Nevertheless, it might well be in your interests to say “YES”, and speak to the advisor, regardless that they can’t sack you for it later, whatever you say. I can’t think the advisor’s role will be anything other than helping you to to the job safely. It won’t be part of their remit to withdraw offers that have already been made.

Tina

yeah think yous are probably right, think i should say yes.

judt wish i could go about my business undetected, not havin to talk about it

Remember, you can’t claim the protection of the anti-discrimination laws, if you haven’t disclosed anything is the matter!

IF things should take a turn for the worse, and there start being any attendance or performance problems at work, you won’t have any protection, unless they know the reason.

I would think of telling them as a form of insurance policy. With a bit of luck, you might not have any problems for years. But we know it’s a degenerative condition, and it’s likely to rear its ugly head at some time. Personally, I think it’s better to pave the way a bit, than wait 'til there’s a serious problem, and only then spring it on them you’re ill.

For a start, it’s more credible if they’ve always been in the picture. They won’t be thinking: “WHAT? He’s surely making this up!” But also, you might not feel up to the bureaucracy of explaining, if you’re already in the midst of a bad relapse. If it’s already on file, you won’t have any explaining to do; they’ll be aware such a thing might happen.

Tina

The said company is a very well known company and im sure must adhere to various policies on equality and diversity, again same boat as i was, do you or dont you. If you do and they employ you, you will have the piece of mind that they know and no stress of worrying constantly about what if they find out. For me stress really aggrivates my MS and even though you get the job the constant worry could make you worse. Really dont want to steer you either way this has to be your choice but wiegh up the alternatives.

Whichever way you turn good luck mate and think about joining a trade union to support you, not only can they provide practical help, they can support you should your condition worsen.

Oh and totally agree with the other comments from Anitra

This is always a mindfield and as i say is only a decision you should take that your happy with and after carefull thought.

Good luck

Difficult one this. I stared at this question for about 10 minutes trying to decide what to answer. First job I put yes. county council job so was called for a medical which I passed, so no probem. Noone at work knew about my condition and I kept it quiet.

Second job I put ‘no’ as the MS didn’t affect my ability to do the job. I did later disclose my condition and it hasn’t been a problem.

I’m with Tina on this one. The way you’ve typed the question it’s asking you if you want to discuss any medical condition - you don’t so you can honestly put ‘no’!

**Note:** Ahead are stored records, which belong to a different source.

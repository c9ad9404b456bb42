//! Copyright © 2025-2026 Wenze Wei. All Rights Reserved.
//!
//! This file is part of Zic.
//! The Zic project belongs to the Dunimd Team.
//!
//! Licensed under the Apache License, Version 2.0 (the "License");
//! You may not use this file except in compliance with the License.
//! You may obtain a copy of the License at
//!
//!     http://www.apache.org/licenses/LICENSE-2.0
//!
//! Unless required by applicable law or agreed to in writing, software
//! distributed under the License is distributed on an "AS IS" BASIS,
//! WITHOUT WARRANTIES OR CONDITIONS OF ANY KIND, either express or implied.
//! See the License for the specific language governing permissions and
//! limitations under the License.

//! # Zic Validator
//!
//! The compiled artifact. A validator owns the root fragment and the fragment
//! table captured at compile time; both are immutable and shared by clones.
//! Every call allocates its own [`ZiScope`], so one validator may serve any
//! number of concurrent calls.

use std::sync::Arc;

use serde_json::Value;

use crate::context::ZiExecutionMode;
use crate::errors::{Result, ZiError};
use crate::fragment::{ZiFragment, ZiScope};
use crate::messages::ZiMessages;
use crate::record::ZiOutcome;

#[derive(Clone, Debug)]
pub struct ZiValidator {
    root: ZiFragment,
    fragments: Arc<[ZiFragment]>,
    mode: ZiExecutionMode,
    messages: Arc<ZiMessages>,
}

impl ZiValidator {
    pub(crate) fn new(
        root: ZiFragment,
        fragments: Vec<ZiFragment>,
        mode: ZiExecutionMode,
        messages: Arc<ZiMessages>,
    ) -> Self {
        Self {
            root,
            fragments: fragments.into(),
            mode,
            messages,
        }
    }

    pub fn mode(&self) -> ZiExecutionMode {
        self.mode
    }

    pub fn fragment_count(&self) -> usize {
        self.fragments.len()
    }

    /// Fragment registered at `index` during compilation.
    pub fn fragment(&self, index: usize) -> Option<&ZiFragment> {
        self.fragments.get(index)
    }

    /// Validates `value` in place. Only available on synchronous validators.
    pub fn validate(&self, value: &mut Value) -> Result<ZiOutcome> {
        let ZiFragment::Immediate(root) = &self.root else {
            return Err(ZiError::ExecutionMode {
                expected: self.mode,
                actual: ZiExecutionMode::Sync,
            });
        };
        let mut scope = ZiScope::new(Arc::clone(&self.messages));
        let input = std::mem::take(value);
        *value = root(input, &mut scope);
        Ok(scope.into_outcome())
    }

    /// Validates `value` in place. Only available on asynchronous validators.
    pub async fn validate_async(&self, value: &mut Value) -> Result<ZiOutcome> {
        let ZiFragment::Suspending(root) = &self.root else {
            return Err(ZiError::ExecutionMode {
                expected: self.mode,
                actual: ZiExecutionMode::Async,
            });
        };
        let mut scope = ZiScope::new(Arc::clone(&self.messages));
        let input = std::mem::take(value);
        *value = root(input, &mut scope).await;
        Ok(scope.into_outcome())
    }
}
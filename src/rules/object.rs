//! Copyright © 2025-2026 Wenze Wei. All Rights Reserved.
//!
//! This file is part of Zic.
//! The Zic project belongs to the Dunimd Team.
//!
//! Licensed under the Apache License, Version 2.0 (the "License");
//! You may not use this file except in compliance with the License.
//! You may obtain a copy of the License at
//!
//!     http://www.apache.org/licenses/LICENSE-2.0
//!
//! Unless required by applicable law or agreed to in writing, software
//! distributed under the License is distributed on an "AS IS" BASIS,
//! WITHOUT WARRANTIES OR CONDITIONS OF ANY KIND, either express or implied.
//! See the License for the specific language governing permissions and
//! limitations under the License.

//! # Object Rule
//!
//! Validates each declared field of a map with its own compiled fragment, in
//! declaration order. Field errors accumulate; one failing field does not
//! stop the others.
//!
//! Options: `props` (alias `properties`) and `strict` (alias `$$strict`),
//! which is `true` to reject undeclared keys or `"remove"` to drop them.

use std::future::Future;
use std::sync::Arc;

use serde_json::Value;

use crate::context::ZiCompileContext;
use crate::errors::Result;
use crate::fragment::{with_execution, ZiExecution, ZiFragment, ZiRunner, ZiScope, ZiSegment};
use crate::record::ZiIssue;
use crate::registry::ZiRuleDescriptor;

#[derive(Clone, Copy, Debug, PartialEq, Eq)]
enum ZiStrictness {
    Off,
    Reject,
    Remove,
}

impl ZiStrictness {
    fn from_rule(rule: &ZiRuleDescriptor) -> Result<Self> {
        let key = if rule.has("strict") { "strict" } else { "$$strict" };
        match rule.value(key) {
            None if !rule.has(key) => Ok(ZiStrictness::Off),
            Some(Value::Bool(false)) => Ok(ZiStrictness::Off),
            Some(Value::Bool(true)) => Ok(ZiStrictness::Reject),
            Some(Value::String(mode)) if mode == "remove" => Ok(ZiStrictness::Remove),
            _ => Err(rule.invalid(key, "expected a boolean or \"remove\"")),
        }
    }
}

pub fn compile_object(
    rule: &ZiRuleDescriptor,
    ctx: &mut ZiCompileContext<'_>,
) -> Result<ZiFragment> {
    let props = match rule.fields("props")? {
        Some(props) => props,
        None => rule.fields("properties")?.unwrap_or_default(),
    };
    let strictness = ZiStrictness::from_rule(rule)?;

    let mut fields = Vec::with_capacity(props.len());
    for (key, schema) in &props {
        let fragment = ctx.compile_field(key, schema)?;
        fields.push((Arc::<str>::from(key.as_str()), fragment));
    }
    with_execution!(ctx.mode(), E => object::<E>(&fields, strictness))
}

struct ZiObject<E: ZiExecution> {
    fields: Vec<(Arc<str>, E::Stage)>,
    strictness: ZiStrictness,
}

fn object<E: ZiExecution>(
    fields: &[(Arc<str>, ZiFragment)],
    strictness: ZiStrictness,
) -> Result<ZiFragment> {
    let fields = fields
        .iter()
        .map(|(key, fragment)| Ok((Arc::clone(key), E::stage(fragment)?)))
        .collect::<Result<Vec<_>>>()?;
    Ok(E::seal(ZiObject::<E> { fields, strictness }))
}

impl<E: ZiExecution> ZiObject<E> {
    fn declares(&self, key: &str) -> bool {
        self.fields.iter().any(|(field, _)| field.as_ref() == key)
    }
}

impl<E: ZiExecution> ZiRunner<E> for ZiObject<E> {
    fn run<'s>(
        &'s self,
        value: Value,
        scope: &'s mut ZiScope,
    ) -> impl Future<Output = Value> + Send + 's {
        async move {
            let mut map = match value {
                Value::Object(map) => map,
                other => {
                    scope.report(ZiIssue::new("object").actual(other.clone()));
                    return other;
                }
            };

            for (key, stage) in &self.fields {
                let slot = map.get_mut(&**key).map(std::mem::take);
                let present = slot.is_some();
                scope.enter(ZiSegment::Key(Arc::clone(key)));
                let out = E::call(stage, slot.unwrap_or(Value::Null), scope).await;
                scope.leave();
                if present || !out.is_null() {
                    map.insert(key.to_string(), out);
                }
            }

            match self.strictness {
                ZiStrictness::Off => {}
                ZiStrictness::Reject => {
                    let extra: Vec<&str> = map
                        .keys()
                        .map(String::as_str)
                        .filter(|key| !self.declares(key))
                        .collect();
                    if !extra.is_empty() {
                        let extra = extra.join(", ");
                        scope.report(ZiIssue::new("objectStrict").actual(Value::String(extra)));
                    }
                }
                ZiStrictness::Remove => map.retain(|key, _| self.declares(key)),
            }
            Value::Object(map)
        }
    }
}
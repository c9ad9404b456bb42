//! Copyright © 2025-2026 Wenze Wei. All Rights Reserved.
//!
//! This file is part of Zic.
//! The Zic project belongs to the Dunimd Team.

use std::future::Future;

use serde_json::{json, Value};
use zic::{
    Result, ZiCompileContext, ZiCompiler, ZiContinuation, ZiError, ZiExecution, ZiFragment,
    ZiImmediate, ZiIssue, ZiRuleDescriptor, ZiRuleRegistry, ZiRunner, ZiSchema, ZiScope,
    ZiSegment,
};

fn compile_even(rule: &ZiRuleDescriptor, ctx: &mut ZiCompileContext<'_>) -> Result<ZiFragment> {
    let halve = rule.flag("halve")?;
    Ok(ctx.leaf(move |value, scope| match value.as_i64() {
        Some(n) if n % 2 == 0 => {
            if halve {
                json!(n / 2)
            } else {
                value
            }
        }
        _ => {
            scope.report(ZiIssue::new("even").actual(value.clone()));
            value
        }
    }))
}

fn compile_shout(_rule: &ZiRuleDescriptor, ctx: &mut ZiCompileContext<'_>) -> Result<ZiFragment> {
    Ok(ctx.leaf(|value, _| match value {
        Value::String(text) => Value::String(format!("{text}!")),
        other => other,
    }))
}

struct Tuple {
    stages: Vec<<ZiImmediate as ZiExecution>::Stage>,
}

impl ZiRunner<ZiImmediate> for Tuple {
    fn run<'s>(
        &'s self,
        value: Value,
        scope: &'s mut ZiScope,
    ) -> impl Future<Output = Value> + Send + 's {
        async move {
            let mut elements = match value {
                Value::Array(elements) => elements,
                other => {
                    scope.report(ZiIssue::new("tuple").actual(other.clone()));
                    return other;
                }
            };
            for (index, stage) in self.stages.iter().enumerate() {
                let input = elements.get_mut(index).map(std::mem::take).unwrap_or_default();
                scope.enter(ZiSegment::Index(index));
                let output = ZiImmediate::call(stage, input, scope).await;
                scope.leave();
                if let Some(element) = elements.get_mut(index) {
                    *element = output;
                }
            }
            Value::Array(elements)
        }
    }
}

fn compile_tuple(rule: &ZiRuleDescriptor, ctx: &mut ZiCompileContext<'_>) -> Result<ZiFragment> {
    let mut stages = Vec::new();
    for (index, schema) in rule.sequence("items")?.unwrap_or_default().iter().enumerate() {
        let fragment = ctx.compile_nested(
            Some(ZiSegment::Index(index)),
            schema,
            ZiContinuation::Return,
        )?;
        stages.push(ZiImmediate::stage(&fragment)?);
    }
    Ok(ZiImmediate::seal(Tuple { stages }))
}

#[test]
fn test_builtins_are_registered() {
    let registry = ZiRuleRegistry::with_builtins();

    assert_eq!(
        registry.tags(),
        vec!["any", "array", "boolean", "custom", "number", "object", "pipe", "string"]
    );
    assert!(ZiRuleRegistry::new().is_empty());
}

#[test]
fn test_registered_rule_is_usable_in_shorthand() {
    let mut compiler = ZiCompiler::new();
    compiler.register_rule("even", compile_even).unwrap();
    let validator = compiler
        .compile(&ZiSchema::object([("n", "even|halve")]).into())
        .unwrap();

    let mut value = json!({"n": 8});
    assert!(validator.validate(&mut value).unwrap().is_valid());
    assert_eq!(value, json!({"n": 4}));

    let outcome = validator.validate(&mut json!({"n": 3})).unwrap();
    assert_eq!(outcome.errors()[0].kind, "even");
    assert_eq!(outcome.errors()[0].field, "n");
    assert_eq!(outcome.errors()[0].message, None);
}

#[test]
fn test_builtin_cannot_be_replaced_implicitly() {
    let mut compiler = ZiCompiler::new();

    match compiler.register_rule("string", compile_shout) {
        Err(ZiError::DuplicateRule { tag }) => assert_eq!(tag, "string"),
        other => panic!("unexpected result: {other:?}"),
    }

    assert!(compiler.override_rule("string", compile_shout).is_some());
    let validator = compiler.compile(&ZiSchema::from("string")).unwrap();
    let mut value = json!("hey");
    assert!(validator.validate(&mut value).unwrap().is_valid());
    assert_eq!(value, json!("hey!"));
}

#[test]
fn test_user_rule_is_lifted_into_async_mode() {
    let mut compiler = ZiCompiler::new();
    compiler.register_rule("even", compile_even).unwrap();
    let schema: ZiSchema = ZiSchema::pipe(["number", "even"]).asynchronous().into();
    let validator = compiler.compile(&schema).unwrap();

    let outcome = futures::executor::block_on(validator.validate_async(&mut json!(5))).unwrap();

    assert_eq!(outcome.errors()[0].kind, "even");
}

#[test]
fn test_resolve_expands_shorthand() {
    let registry = ZiRuleRegistry::with_builtins();

    let (rule, _) = registry
        .resolve(&ZiSchema::from("number|min:1|optional"), "amount")
        .unwrap();

    assert_eq!(rule.rule(), "number");
    assert_eq!(rule.label(), "amount");
    assert_eq!(rule.number("min").unwrap(), Some(1.0));
    assert!(rule.flag("optional").unwrap());
}

#[test]
fn test_user_container_reports_element_paths() {
    let mut compiler = ZiCompiler::new();
    compiler.register_rule("tuple", compile_tuple).unwrap();
    let xs = ZiSchema::node("tuple").option("items", vec![
        ZiSchema::from("string"),
        ZiSchema::from("number|convert"),
    ]);
    let validator = compiler.compile(&ZiSchema::object([("xs", xs)]).into()).unwrap();

    let mut value = json!({"xs": ["a", "12"]});
    assert!(validator.validate(&mut value).unwrap().is_valid());
    assert_eq!(value, json!({"xs": ["a", 12]}));

    let outcome = validator.validate(&mut json!({"xs": ["a", "many"]})).unwrap();
    assert_eq!(outcome.errors().len(), 1);
    assert_eq!(outcome.errors()[0].kind, "number");
    assert_eq!(outcome.errors()[0].field, "xs[1]");
}
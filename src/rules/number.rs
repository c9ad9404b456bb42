//! Copyright © 2025-2026 Wenze Wei. All Rights Reserved.
//!
//! This file is part of Zic.
//! The Zic project belongs to the Dunimd Team.
//!
//! Licensed under the Apache License, Version 2.0 (the "License");
//! You may not use this file except in compliance with the License.
//! You may obtain a copy of the License at
//!
//!     http://www.apache.org/licenses/LICENSE-2.0
//!
//! Unless required by applicable law or agreed to in writing, software
//! distributed under the License is distributed on an "AS IS" BASIS,
//! WITHOUT WARRANTIES OR CONDITIONS OF ANY KIND, either express or implied.
//! See the License for the specific language governing permissions and
//! limitations under the License.

use serde_json::Value;

use crate::context::ZiCompileContext;
use crate::errors::Result;
use crate::fragment::{ZiFragment, ZiScope};
use crate::record::ZiIssue;
use crate::registry::ZiRuleDescriptor;

// 2^53: integers up to this magnitude are exact in an f64.
const EXACT_INTEGER_LIMIT: f64 = 9_007_199_254_740_992.0;

/// Numeric check with optional conversion from strings and booleans.
#[derive(Clone, Debug, Default)]
pub struct ZiNumberRule {
    convert: bool,
    min: Option<f64>,
    max: Option<f64>,
    equal: Option<f64>,
    not_equal: Option<f64>,
    integer: bool,
    positive: bool,
    negative: bool,
}

impl ZiNumberRule {
    pub fn from_rule(rule: &ZiRuleDescriptor) -> Result<Self> {
        Ok(Self {
            convert: rule.flag("convert")?,
            min: rule.number("min")?,
            max: rule.number("max")?,
            equal: rule.number("equal")?,
            not_equal: rule.number("notEqual")?,
            integer: rule.flag("integer")?,
            positive: rule.flag("positive")?,
            negative: rule.flag("negative")?,
        })
    }

    pub fn apply(&self, value: Value, scope: &mut ZiScope) -> Value {
        let parsed = match &value {
            Value::Number(number) => number.as_f64(),
            Value::String(text) if self.convert => text.trim().parse::<f64>().ok(),
            Value::Bool(flag) if self.convert => Some(if *flag { 1.0 } else { 0.0 }),
            _ => None,
        };
        let Some(number) = parsed.filter(|n| n.is_finite()) else {
            scope.report(ZiIssue::new("number").actual(value.clone()));
            return value;
        };
        let value = match value {
            Value::Number(_) => value,
            _ => number_value(number),
        };

        if let Some(min) = self.min.filter(|min| number < *min) {
            scope.report(
                ZiIssue::new("numberMin")
                    .expected(number_value(min))
                    .actual(value.clone()),
            );
        }
        if let Some(max) = self.max.filter(|max| number > *max) {
            scope.report(
                ZiIssue::new("numberMax")
                    .expected(number_value(max))
                    .actual(value.clone()),
            );
        }
        if let Some(equal) = self.equal.filter(|equal| number != *equal) {
            scope.report(
                ZiIssue::new("numberEqual")
                    .expected(number_value(equal))
                    .actual(value.clone()),
            );
        }
        if let Some(not_equal) = self.not_equal.filter(|not_equal| number == *not_equal) {
            scope.report(
                ZiIssue::new("numberNotEqual")
                    .expected(number_value(not_equal))
                    .actual(value.clone()),
            );
        }
        if self.integer && number.fract() != 0.0 {
            scope.report(ZiIssue::new("numberInteger").actual(value.clone()));
        }
        if self.positive && number <= 0.0 {
            scope.report(ZiIssue::new("numberPositive").actual(value.clone()));
        }
        if self.negative && number >= 0.0 {
            scope.report(ZiIssue::new("numberNegative").actual(value.clone()));
        }
        value
    }
}

/// Integral values render as JSON integers, others as floats.
fn number_value(number: f64) -> Value {
    if number.fract() == 0.0 && number.abs() < EXACT_INTEGER_LIMIT {
        Value::from(number as i64)
    } else {
        Value::from(number)
    }
}

pub fn compile_number(rule: &ZiRuleDescriptor, ctx: &mut ZiCompileContext<'_>) -> Result<ZiFragment> {
    let number = ZiNumberRule::from_rule(rule)?;
    Ok(ctx.leaf(move |value, scope| number.apply(value, scope)))
}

If there is a full stop after the 'do you have a medical condition? Do you want to discuss it? ’ You would have to put ‘yes’ to the medical condition and ‘no’ to the discuss !

Put yes then no ! ha ha that’ll confuse them. If you do discuss it will be confidential so you can keep it quiet.

Whatever you decide, keep a copy.

Good luck with the new job.

Jen x

no its just wrote exactly the way i posted it, it is a strange question, coz it does have 2 answers. The only thing that worries me is having to go to hospital appointments and people wondering why im regularly at the hospital

Logically, if it’s a two part question (“Is it A AND B?”), but only room for one answer, then if the answer to either A OR B is “NO”, then so is the answer to the whole thing!

It doesn’t change my advice, though, that whilst you don’t have to answer yes, there could be sound reasons to consider it.

Tina

What a weasel-worded bloody form. Basically, this seems to be saying, ‘Don’t feel obliged to tell us, but we’ll sack you if you don’t.’

For sure, if you decided that you did not want ‘advice from an OH advisor, blah blah’ and decided to keep your MS to yourself, you would risk being done up like a kipper by the ‘suppressed/deliberately misleading’ clause if the wheels came off and they found out what was the matter later on.

I’m afraid you have to tell them now: no question.

Good luck with the new job.

Alison

x

I have just seen that you are doing safety-critical work; that makes it even more necessary to tell them about your MS.